被災者発信、メウロコ地震対策

防災だけじゃ足りない。防災・避難・復興まで、震度7被災体験を基に、リアルに指南します。

大地震の時に「みんなと一緒なら大丈夫」は通用しない。危険な罠とは?

昨日の「正常化バイアス」に続き、災害時に知っておきたい言葉「多人数同調バイアス」について解説します。

 

これは言いかえると「みんなと一緒なら大丈夫」と思い込む事です。

しかし、大地震など災害時には、判りますね。大丈夫じゃありません。

でも、判断を狂わす、とても怖いバイアス(思い込み)なのです。

 

例えば、どちらに逃げていいか判らない時に、みんなが右に逃げたら、あなたも右に逃げてしまいますよね。

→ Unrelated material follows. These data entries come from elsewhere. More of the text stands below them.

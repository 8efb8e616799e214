//! Standalone encoding of `varbinary` parameter values for the MSSQL (TDS)
//! wire protocol.
//!
//! https://docs.microsoft.com/en-us/openspecs/windows_protocols/ms-tds/ce3183a6-9d89-47e8-a02f-de5a1a1303de

#[macro_use]
pub mod error;

mod encode;
mod io;
mod parameter;
mod var_binary;

pub use self::{
    encode::ProtocolEncode,
    error::{Error, Result},
    io::{BufExt, BufMutExt},
    parameter::{Parameter, ParameterValue},
    var_binary::VarBinary,
};
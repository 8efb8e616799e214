use std::result::Result as StdResult;

/// A specialized `Result` type for this crate.
pub type Result<T> = StdResult<T, Error>;

/// Represents all the ways encoding or decoding a parameter value can fail.
#[derive(Debug, thiserror::Error)]
#[non_exhaustive]
pub enum Error {
    /// The supplied parameter value cannot be sent as `varbinary`.
    ///
    /// Returned from [`VarBinary::validate`][crate::VarBinary::validate],
    /// the sole rejection point on the encode path. No bytes have been
    /// written when this is returned.
    #[error("invalid parameter value: {0}")]
    InvalidValue(String),

    /// Unexpected or invalid data encountered while decoding.
    #[error("encountered unexpected or invalid data: {0}")]
    Protocol(String),
}

// Format an error message as a `Protocol` error
macro_rules! err_protocol {
    ($expr:expr) => {
        $crate::error::Error::Protocol($expr.into())
    };

    ($fmt:expr, $($arg:tt)*) => {
        $crate::error::Error::Protocol(format!($fmt, $($arg)*))
    };
}
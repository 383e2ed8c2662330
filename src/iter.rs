use core::{fmt, iter::FusedIterator, mem, ptr, slice};

use crate::{utils::debug_slice, SmallCowVec};

/// An iterator moving the elements out of a [`SmallCowVec`].
///
/// A shared buffer is made unique when the iterator is created.
pub struct IntoIter<T, const N: usize> {
    // owns the storage, but no element: `len` is kept at 0
    vec: SmallCowVec<T, N>,
    start: usize,
    end: usize,
}

impl<T, const N: usize> IntoIter<T, N> {
    /// The remaining elements.
    pub fn as_slice(&self) -> &[T] {
        let remaining = unsafe { self.vec.data_ptr().add(self.start) };
        unsafe { slice::from_raw_parts(remaining, self.end - self.start) }
    }
}

impl<T: Clone, const N: usize> IntoIterator for SmallCowVec<T, N> {
    type Item = T;
    type IntoIter = IntoIter<T, N>;

    fn into_iter(mut self) -> Self::IntoIter {
        self.make_unique();
        let end = self.len();
        unsafe { self.set_len(0) };
        IntoIter {
            vec: self,
            start: 0,
            end,
        }
    }
}

impl<T, const N: usize> Iterator for IntoIter<T, N> {
    type Item = T;

    #[inline]
    fn next(&mut self) -> Option<Self::Item> {
        if self.start == self.end {
            return None;
        }
        let item = unsafe { self.vec.data_ptr().add(self.start).read() };
        self.start += 1;
        Some(item)
    }

    #[inline]
    fn size_hint(&self) -> (usize, Option<usize>) {
        let len = self.end - self.start;
        (len, Some(len))
    }
}

impl<T, const N: usize> DoubleEndedIterator for IntoIter<T, N> {
    #[inline]
    fn next_back(&mut self) -> Option<Self::Item> {
        if self.start == self.end {
            return None;
        }
        self.end -= 1;
        Some(unsafe { self.vec.data_ptr().add(self.end).read() })
    }
}

impl<T, const N: usize> ExactSizeIterator for IntoIter<T, N> {}

impl<T, const N: usize> FusedIterator for IntoIter<T, N> {}

impl<T, const N: usize> Drop for IntoIter<T, N> {
    fn drop(&mut self) {
        let start = mem::replace(&mut self.start, self.end);
        let remaining = unsafe { self.vec.data_ptr_mut().add(start) };
        let remaining = ptr::slice_from_raw_parts_mut(remaining, self.end - start);
        unsafe { ptr::drop_in_place(remaining) };
    }
}

impl<T: fmt::Debug, const N: usize> fmt::Debug for IntoIter<T, N> {
    fn fmt(&self, f: &mut fmt::Formatter<'_>) -> fmt::Result {
        f.write_str("IntoIter(")?;
        debug_slice(self.as_slice(), f)?;
        f.write_str(")")
    }
}
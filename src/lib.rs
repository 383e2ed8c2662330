//! A vector with small-size optimization and copy-on-write heap storage.
//!
//! [`SmallCowVec<T, N>`] keeps up to `N` elements inline. Past that, elements
//! live in a reference-counted heap buffer which clones share until one of
//! them is mutated.
//!
//! ```
//! use small_cow_vec::SmallCowVec;
//!
//! let mut a = SmallCowVec::<u32, 3>::from([1, 2, 3, 4]);
//! let b = a.clone();
//! assert_eq!(a.as_ptr(), b.as_ptr());
//!
//! a[0] = 42;
//! assert_ne!(a.as_ptr(), b.as_ptr());
//! assert_eq!(b, [1, 2, 3, 4]);
//! ```
#![no_std]
extern crate alloc;

pub mod error;
mod iter;
mod macros;
mod rc;
#[cfg(feature = "serde")]
mod serde;
mod utils;
mod vec;

pub use crate::{iter::IntoIter, vec::SmallCowVec};
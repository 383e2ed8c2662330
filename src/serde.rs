use alloc::vec::Vec;
use core::{cmp, fmt, marker::PhantomData};

use serde::{de, Deserialize, Deserializer, Serialize, Serializer};

use crate::SmallCowVec;

// Size hints come from the input, don't trust them for large preallocations.
const MAX_PREALLOCATED_SIZE: usize = 1 << 12;

impl<T: Serialize, const N: usize> Serialize for SmallCowVec<T, N> {
    fn serialize<S>(&self, serializer: S) -> Result<S::Ok, S::Error>
    where
        S: Serializer,
    {
        serializer.collect_seq(self.iter())
    }
}

struct SmallCowVecVisitor<T, const N: usize>(PhantomData<T>);

impl<'de, T: Deserialize<'de>, const N: usize> de::Visitor<'de> for SmallCowVecVisitor<T, N> {
    type Value = SmallCowVec<T, N>;

    fn expecting(&self, formatter: &mut fmt::Formatter) -> fmt::Result {
        formatter.write_str("a sequence")
    }

    fn visit_seq<A>(self, mut seq: A) -> Result<Self::Value, A::Error>
    where
        A: de::SeqAccess<'de>,
    {
        let size_hint = cmp::min(seq.size_hint().unwrap_or(0), MAX_PREALLOCATED_SIZE);
        let mut items = Vec::with_capacity(size_hint);
        while let Some(item) = seq.next_element()? {
            items.push(item);
        }
        Ok(items.into())
    }
}

impl<'de, T: Deserialize<'de>, const N: usize> Deserialize<'de> for SmallCowVec<T, N> {
    fn deserialize<D>(deserializer: D) -> Result<Self, D::Error>
    where
        D: Deserializer<'de>,
    {
        deserializer.deserialize_seq(SmallCowVecVisitor(PhantomData))
    }
}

でも、右に逃げた方が安全かどうかは、誰にも判っていないのかも知れないのです。

例えば、避難所で大勢の人がそこに留まっていたら、自分もそこで留まろうとしてしまいますよね。

でも、そこが安全とは誰も保障してくれません。

大正の関東大震災では、4万人近くが集まっていた避難場所に火災旋風が襲い、9割以上の人が命を落としています。

 

地震の後は、情報が少なく、安全の判断は誰も出来ません。

その時、絶対に判断を他人に委ねてはいけません。

また、防災の知識の乏しい方は、人の避難を誘導するような行為も、絶対にしてはならないのです。

間違った判断が命に関るのが、大地震の現場です。

 

津波てんでんこ」という言葉が、東日本大震災後に注目されましたね。

津波の時には、自分自身の判断で、バラバラに逃げろ、という教えです。

地震の時も「地震てんでんこ」です。

 

大川小学校の悲劇を、忘れてはなりません。

間違った避難誘導で、学童や教師のほとんどが津波に命を奪われてしまいました。

僅かに生き残った方が、勇気をだして語ってくれています。

生き残った方々の多くは、自分の判断で逆方向に逃げた人でした。

 

地震の発生時は、次々と判断が迫られます。

どう動けば安全なのか、少ない情報の中で、判断しなければなりません。

だからこそ、正しい判断能力が身に付くように、防災知識を学ぶ事はとても重要なのです。

 

以前、学校の校長先生と話した事がありますが、大地震の時の避難所の長のなるであろう校長先生も、防災教育は殆ど受けていないようです。

避難誘導の立場にある方も、防災知識が充分な方は少ないのでは。

 

地震の時は、誰も命を補償してはくれません。

知っていると役立つ防災知識は、沢山あります。

まず知って、正しい判断能力を身につけて下さい。